История событий, свершавшихся в исповедальне Людовика XVI — человека, от природы доброго и порядочного, но обреченного вечно поддаваться влиянию клерикалов, — приковала бы к себе внимание читателей, будь она написана; увы, документальных свидетельств на сей счет сохранилось слишком мало.
Ришелье говорил, что ему труднее управлять альковом Анны Австрийской, нежели всей Европой. Людовик XVI мог бы сказать, что его совесть отбивала в исповедальне атаки, ничуть не уступающие тем, какие приходилось отбивать защитникам Лилля.
Однако Лилль оборонялся, храня верность стране.
Совесть же Людовика XVI капитулировала, подобно Вердену.

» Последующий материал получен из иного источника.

use thiserror::Error;

pub type SchemaResult<T> = std::result::Result<T, SchemaError>;

#[derive(Debug, Error)]
pub enum SchemaError {
    #[error("invalid schema: {0}")]
    Descriptor(#[from] prost_reflect::DescriptorError),

    #[error("failed to decode descriptor set: {0}")]
    Decode(#[from] prost::DecodeError),

    #[error("type {type_name} and its base {base} both define the field {field}")]
    FieldCollision { type_name: String, base: String, field: String },

    #[error("field {field} of {container} is not a message and cannot produce a type")]
    NotAMessage { container: String, field: String },

    #[error("unknown argument {argument} for {type_name}")]
    UnknownArgument { type_name: String, argument: String },

    #[error("{type_name} has no field {field}")]
    UnknownField { type_name: String, field: String },

    #[error("unknown type: {0}")]
    UnknownType(String),

    #[error("type name {name} is ambiguous ({first} and {second})")]
    AmbiguousType { name: String, first: String, second: String },

    #[error("container {container} has no field {field} to hold the exported message")]
    MissingBaseField { container: String, field: String },

    #[error("field {field} expects {expected}, got {found}")]
    TypeMismatch { field: String, expected: String, found: String },

    #[error("value {value} is out of range for field {field}")]
    OutOfRange { field: String, value: String },

    #[error("{value} is not a value of enum field {field}")]
    UnknownEnumValue { field: String, value: String },

    #[error("invalid experiment description: {0}")]
    InvalidDescription(String),

    #[error("failed to parse text format: {0}")]
    TextFormat(#[from] prost_reflect::text_format::ParseError),

    #[error(transparent)]
    Io(#[from] std::io::Error),

    #[error(transparent)]
    Json(#[from] serde_json::Error),
}

#[cfg(test)]
mod tests {
    use super::*;

    #[test]
    fn test_collision_message_names_all_parties() {
        let err = SchemaError::FieldCollision {
            type_name: "FullyConnected".to_string(),
            base: "Layer".to_string(),
            field: "name".to_string(),
        };
        let msg = err.to_string();
        assert!(msg.contains("FullyConnected"));
        assert!(msg.contains("Layer"));
        assert!(msg.contains("name"));
    }

    #[test]
    fn test_io_conversion() {
        let io_err = std::io::Error::new(std::io::ErrorKind::NotFound, "missing");
        let err: SchemaError = io_err.into();
        assert!(matches!(err, SchemaError::Io(_)));
    }
}
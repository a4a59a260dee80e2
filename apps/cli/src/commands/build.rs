//! `keel build`: turn a JSON description into an experiment file.

use super::load_experiment;
use super::types::{OptimizerArgs, ProfilingArgs};
use anyhow::{Context, Result};
use colored::Colorize;
use keel_schema::{TypeRegistry, experiment};
use std::path::Path;

/// Execute the build command.
///
/// Without `output` the text format is written to stdout.
pub fn execute(
    registry: &TypeRegistry,
    input: &Path,
    output: Option<&Path>,
    binary: bool,
    optimizer: &OptimizerArgs,
    profiling: &ProfilingArgs,
) -> Result<()> {
    if profiling.caliper || profiling.caliper_config.is_some() {
        tracing::warn!("Caliper options only apply to `keel launch`");
    }

    let message = load_experiment(registry, input, optimizer, profiling)?;

    match output {
        Some(path) if binary => {
            experiment::save_binary(path, &message).with_context(|| format!("Failed to write {}", path.display()))?;
            eprintln!("{} {}", "Wrote".green(), path.display());
        }
        Some(path) => {
            experiment::save_prototext(path, &message)
                .with_context(|| format!("Failed to write {}", path.display()))?;
            eprintln!("{} {}", "Wrote".green(), path.display());
        }
        None if binary => anyhow::bail!("--binary requires --output"),
        None => print!("{}", experiment::to_prototext(&message)),
    }
    Ok(())
}
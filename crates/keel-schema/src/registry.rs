//! Registry of synthesized types, keyed by type name.
//!
//! Messages are looked up by short name across an ordered list of candidate
//! packages. A name that matches in more than one package is rejected rather
//! than resolved by search order.

use crate::base::{BaseType, ContainerBase, ObjectBase};
use crate::error::{SchemaError, SchemaResult};
use crate::synth::{Instance, SynthesizedType};
use crate::value::FieldValue;
use prost_reflect::{DescriptorPool, MessageDescriptor};
use std::collections::HashMap;
use std::sync::Arc;

/// Constructor parameters reserved by layer types.
pub const LAYER_PARAMS: &[&str] =
    &["name", "parents", "children", "weights", "device_allocation", "data_layout", "hint_layer"];

/// Containers expanded into one type per member, in registration order.
pub const CONTAINER_FAMILIES: &[&str] = &["Layer", "Callback", "Initializer", "Optimizer", "Metric"];

/// Messages registered as standalone types.
pub const STANDALONE_TYPES: &[&str] =
    &["Experiment", "Trainer", "Model", "Weights", "DataReader", "Reader", "ObjectiveFunction"];

/// Container whose members become objective-function terms.
pub const OBJECTIVE_FUNCTION: &str = "ObjectiveFunction";

#[derive(Debug)]
pub struct TypeRegistry {
    pool: DescriptorPool,
    packages: Vec<String>,
    types: Vec<Arc<SynthesizedType>>,
    index: HashMap<String, usize>,
}

impl TypeRegistry {
    /// Empty registry resolving messages in `packages`, in order.
    pub fn new<I, S>(pool: DescriptorPool, packages: I) -> Self
    where
        I: IntoIterator<Item = S>,
        S: Into<String>,
    {
        Self { pool, packages: packages.into_iter().map(Into::into).collect(), types: Vec::new(), index: HashMap::new() }
    }

    /// Registry populated with the standard catalog: layers, callbacks,
    /// initializers, optimizers, metrics, objective terms and the standalone
    /// experiment messages.
    pub fn standard<I, S>(pool: DescriptorPool, packages: I) -> SchemaResult<Self>
    where
        I: IntoIterator<Item = S>,
        S: Into<String>,
    {
        let mut registry = Self::new(pool, packages);

        for family in CONTAINER_FAMILIES {
            let container = registry.resolve_message(family)?;
            let (base, skip): (Arc<dyn BaseType>, &[&str]) = if *family == "Layer" {
                let base = ContainerBase::new(container.clone()).with_params(LAYER_PARAMS.iter().copied())?.with_auto_name("layer");
                (Arc::new(base), LAYER_PARAMS)
            } else {
                (Arc::new(ContainerBase::new(container.clone())), &[])
            };
            registry.register_family(&container, skip, base)?;
        }

        let objective = registry.resolve_message(OBJECTIVE_FUNCTION)?;
        registry.register_family(&objective, &[], Arc::new(ObjectBase))?;

        for name in STANDALONE_TYPES {
            registry.register_standalone(name)?;
        }

        tracing::debug!(types = registry.len(), packages = ?registry.packages, "built standard type registry");
        Ok(registry)
    }

    /// Every package declared by files in `pool`, in file order.
    #[must_use]
    pub fn packages_of(pool: &DescriptorPool) -> Vec<String> {
        let mut packages: Vec<String> = Vec::new();
        for file in pool.files() {
            let package = file.package_name().to_string();
            if !packages.contains(&package) {
                packages.push(package);
            }
        }
        packages
    }

    #[must_use]
    pub fn pool(&self) -> &DescriptorPool {
        &self.pool
    }

    #[must_use]
    pub fn packages(&self) -> &[String] {
        &self.packages
    }

    /// Find the message `name` in the candidate packages.
    ///
    /// A fully qualified name containing a dot is looked up directly.
    pub fn resolve_message(&self, name: &str) -> SchemaResult<MessageDescriptor> {
        if name.contains('.') {
            return self.pool.get_message_by_name(name).ok_or_else(|| SchemaError::UnknownType(name.to_string()));
        }

        let mut found: Option<MessageDescriptor> = None;
        for package in &self.packages {
            let full_name = if package.is_empty() { name.to_string() } else { format!("{package}.{name}") };
            let Some(message) = self.pool.get_message_by_name(&full_name) else {
                continue;
            };
            if let Some(first) = &found {
                return Err(SchemaError::AmbiguousType {
                    name: name.to_string(),
                    first: first.full_name().to_string(),
                    second: message.full_name().to_string(),
                });
            }
            found = Some(message);
        }
        found.ok_or_else(|| SchemaError::UnknownType(name.to_string()))
    }

    /// Add a type. Names must be unique across the registry.
    pub fn register(&mut self, ty: Arc<SynthesizedType>) -> SchemaResult<()> {
        if let Some(&idx) = self.index.get(ty.name()) {
            return Err(SchemaError::AmbiguousType {
                name: ty.name().to_string(),
                first: self.types[idx].descriptor().full_name().to_string(),
                second: ty.descriptor().full_name().to_string(),
            });
        }
        self.index.insert(ty.name().to_string(), self.types.len());
        self.types.push(ty);
        Ok(())
    }

    /// Synthesize and register one type per member of `container`.
    pub fn register_family(
        &mut self,
        container: &MessageDescriptor,
        skip_fields: &[&str],
        base: Arc<dyn BaseType>,
    ) -> SchemaResult<usize> {
        let types = SynthesizedType::generate_types(container, skip_fields, base)?;
        let count = types.len();
        for ty in types {
            self.register(ty)?;
        }
        tracing::debug!(family = container.name(), count, "registered type family");
        Ok(count)
    }

    /// Synthesize and register the message `name` with no base type.
    pub fn register_standalone(&mut self, name: &str) -> SchemaResult<Arc<SynthesizedType>> {
        let descriptor = self.resolve_message(name)?;
        let field_name = descriptor.name().to_string();
        let ty = SynthesizedType::synthesize(descriptor, field_name, Arc::new(ObjectBase))?;
        self.register(Arc::clone(&ty))?;
        Ok(ty)
    }

    #[must_use]
    pub fn lookup(&self, name: &str) -> Option<&Arc<SynthesizedType>> {
        self.index.get(name).map(|&idx| &self.types[idx])
    }

    pub fn get(&self, name: &str) -> SchemaResult<&Arc<SynthesizedType>> {
        self.lookup(name).ok_or_else(|| SchemaError::UnknownType(name.to_string()))
    }

    pub fn instantiate<I, K, V>(&self, name: &str, kwargs: I) -> SchemaResult<Instance>
    where
        I: IntoIterator<Item = (K, V)>,
        K: Into<String>,
        V: Into<FieldValue>,
    {
        self.get(name)?.instantiate(kwargs.into_iter().map(|(k, v)| (k.into(), v.into())))
    }

    /// Types in registration order.
    pub fn iter(&self) -> impl Iterator<Item = &Arc<SynthesizedType>> {
        self.types.iter()
    }

    /// Distinct family names in registration order.
    #[must_use]
    pub fn families(&self) -> Vec<&str> {
        let mut families: Vec<&str> = Vec::new();
        for family in self.types.iter().filter_map(|t| t.family()) {
            if !families.contains(&family) {
                families.push(family);
            }
        }
        families
    }

    /// Types generated from the container `family`.
    pub fn family<'a>(&'a self, family: &'a str) -> impl Iterator<Item = &'a Arc<SynthesizedType>> + 'a {
        self.types.iter().filter(move |t| t.family() == Some(family))
    }

    /// Types not generated from any container.
    pub fn standalone(&self) -> impl Iterator<Item = &Arc<SynthesizedType>> {
        self.types.iter().filter(|t| t.family().is_none())
    }

    #[must_use]
    pub fn len(&self) -> usize {
        self.types.len()
    }

    #[must_use]
    pub fn is_empty(&self) -> bool {
        self.types.is_empty()
    }
}

#[cfg(test)]
mod tests {
    use super::*;
    use crate::descriptor::{FileBuilder, MessageBuilder, ScalarType};

    fn two_package_pool() -> DescriptorPool {
        let mut pool = DescriptorPool::new();
        pool.add_file_descriptor_proto(
            FileBuilder::new("a.proto", "alpha")
                .message(MessageBuilder::new("Shared").field("x", 1, ScalarType::Int32))
                .message(MessageBuilder::new("OnlyAlpha"))
                .build(),
        )
        .unwrap();
        pool.add_file_descriptor_proto(
            FileBuilder::new("b.proto", "beta").message(MessageBuilder::new("Shared").field("y", 1, ScalarType::Int32)).build(),
        )
        .unwrap();
        pool
    }

    #[test]
    fn test_resolve_rejects_ambiguous_names() {
        let registry = TypeRegistry::new(two_package_pool(), ["alpha", "beta"]);
        let err = registry.resolve_message("Shared").unwrap_err();
        assert!(matches!(err, SchemaError::AmbiguousType { .. }));

        assert_eq!(registry.resolve_message("OnlyAlpha").unwrap().full_name(), "alpha.OnlyAlpha");
        assert_eq!(registry.resolve_message("beta.Shared").unwrap().full_name(), "beta.Shared");
        assert!(matches!(registry.resolve_message("Missing"), Err(SchemaError::UnknownType(_))));
    }

    #[test]
    fn test_resolve_limited_to_candidate_packages() {
        let registry = TypeRegistry::new(two_package_pool(), ["beta"]);
        let shared = registry.resolve_message("Shared").unwrap();
        assert_eq!(shared.full_name(), "beta.Shared");
        assert!(registry.resolve_message("OnlyAlpha").is_err());
    }

    #[test]
    fn test_register_rejects_duplicate_names() {
        let pool = two_package_pool();
        let mut registry = TypeRegistry::new(pool.clone(), ["alpha"]);
        registry.register_standalone("Shared").unwrap();

        let other = SynthesizedType::synthesize(
            pool.get_message_by_name("beta.Shared").unwrap(),
            "shared",
            Arc::new(ObjectBase),
        )
        .unwrap();
        assert!(matches!(registry.register(other), Err(SchemaError::AmbiguousType { .. })));
        assert_eq!(registry.len(), 1);
    }

    #[test]
    fn test_packages_of_pool() {
        assert_eq!(TypeRegistry::packages_of(&two_package_pool()), vec!["alpha", "beta"]);
    }

    #[test]
    fn test_instantiate_unknown_type() {
        let registry = TypeRegistry::new(two_package_pool(), ["alpha"]);
        let err = registry.instantiate("Nope", Vec::<(String, FieldValue)>::new()).unwrap_err();
        assert!(matches!(err, SchemaError::UnknownType(ref n) if n == "Nope"));
    }
}
//! Build script for keel-schema.
//!
//! Compiles the built-in experiment schema into an encoded
//! `FileDescriptorSet` that the crate embeds for runtime reflection.
//! `protox` parses the `.proto` sources in-process, so no `protoc` is needed.
#![allow(clippy::disallowed_methods)]
#![allow(clippy::disallowed_macros)]

use prost::Message as _;
use std::path::PathBuf;

fn main() -> Result<(), Box<dyn std::error::Error>> {
    let out_dir = PathBuf::from(std::env::var("OUT_DIR")?);

    let file_descriptors = protox::compile(["keel/experiment.proto"], ["proto/"])?;
    std::fs::write(out_dir.join("keel_descriptor.bin"), file_descriptors.encode_to_vec())?;

    println!("cargo:rerun-if-changed=proto/");

    Ok(())
}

К несчастью, в то самое время, когда Людовик XVI жаловался венскому монарху на то, что французский народ сделался врагом своему королю, французский народ мало-помалу убеждался, что ему врагом сделался король.
Что же касается королевы, то народ давно почитал ее главной своей ненавистницей.
Семь лет бесплодия Марии Антуанетты, в котором народ обвинял королеву, ибо не знал, что виной всему — немощь короля; пылкая привязанность королевы к г-же де Полиньяк, г-же де Поластрон и г-же де Ламбаль (последняя, по крайней мере, осталась верна своей коронованной подруге до самой смерти); ее опрометчивые интриги с Артюром Диллоном и де Куаньи; ее утренние и ночные безумства в Малом Трианоне; ее безрассудная щедрость по отношению к фавориткам, из-за которой в народе ее прозвали «Госпожа Дефицит»; ее сопротивление Собранию, из-за которого ее прозвали «Госпожа Вето»; упорство, с каким она отдавала Австрии предпочтение перед Францией; унаследованная от немецких императоров гордыня, которую она ни за что не соглашалась смирить; страстное желание, чтобы враги поскорее пришли на французскую землю, и стенания, обращенные то к принцессе Елизавете, то к г-же де Ламбаль: «Анна, сестрица Анна, не видать ли кого вдали?» — все это внушало французам ненависть к королеве.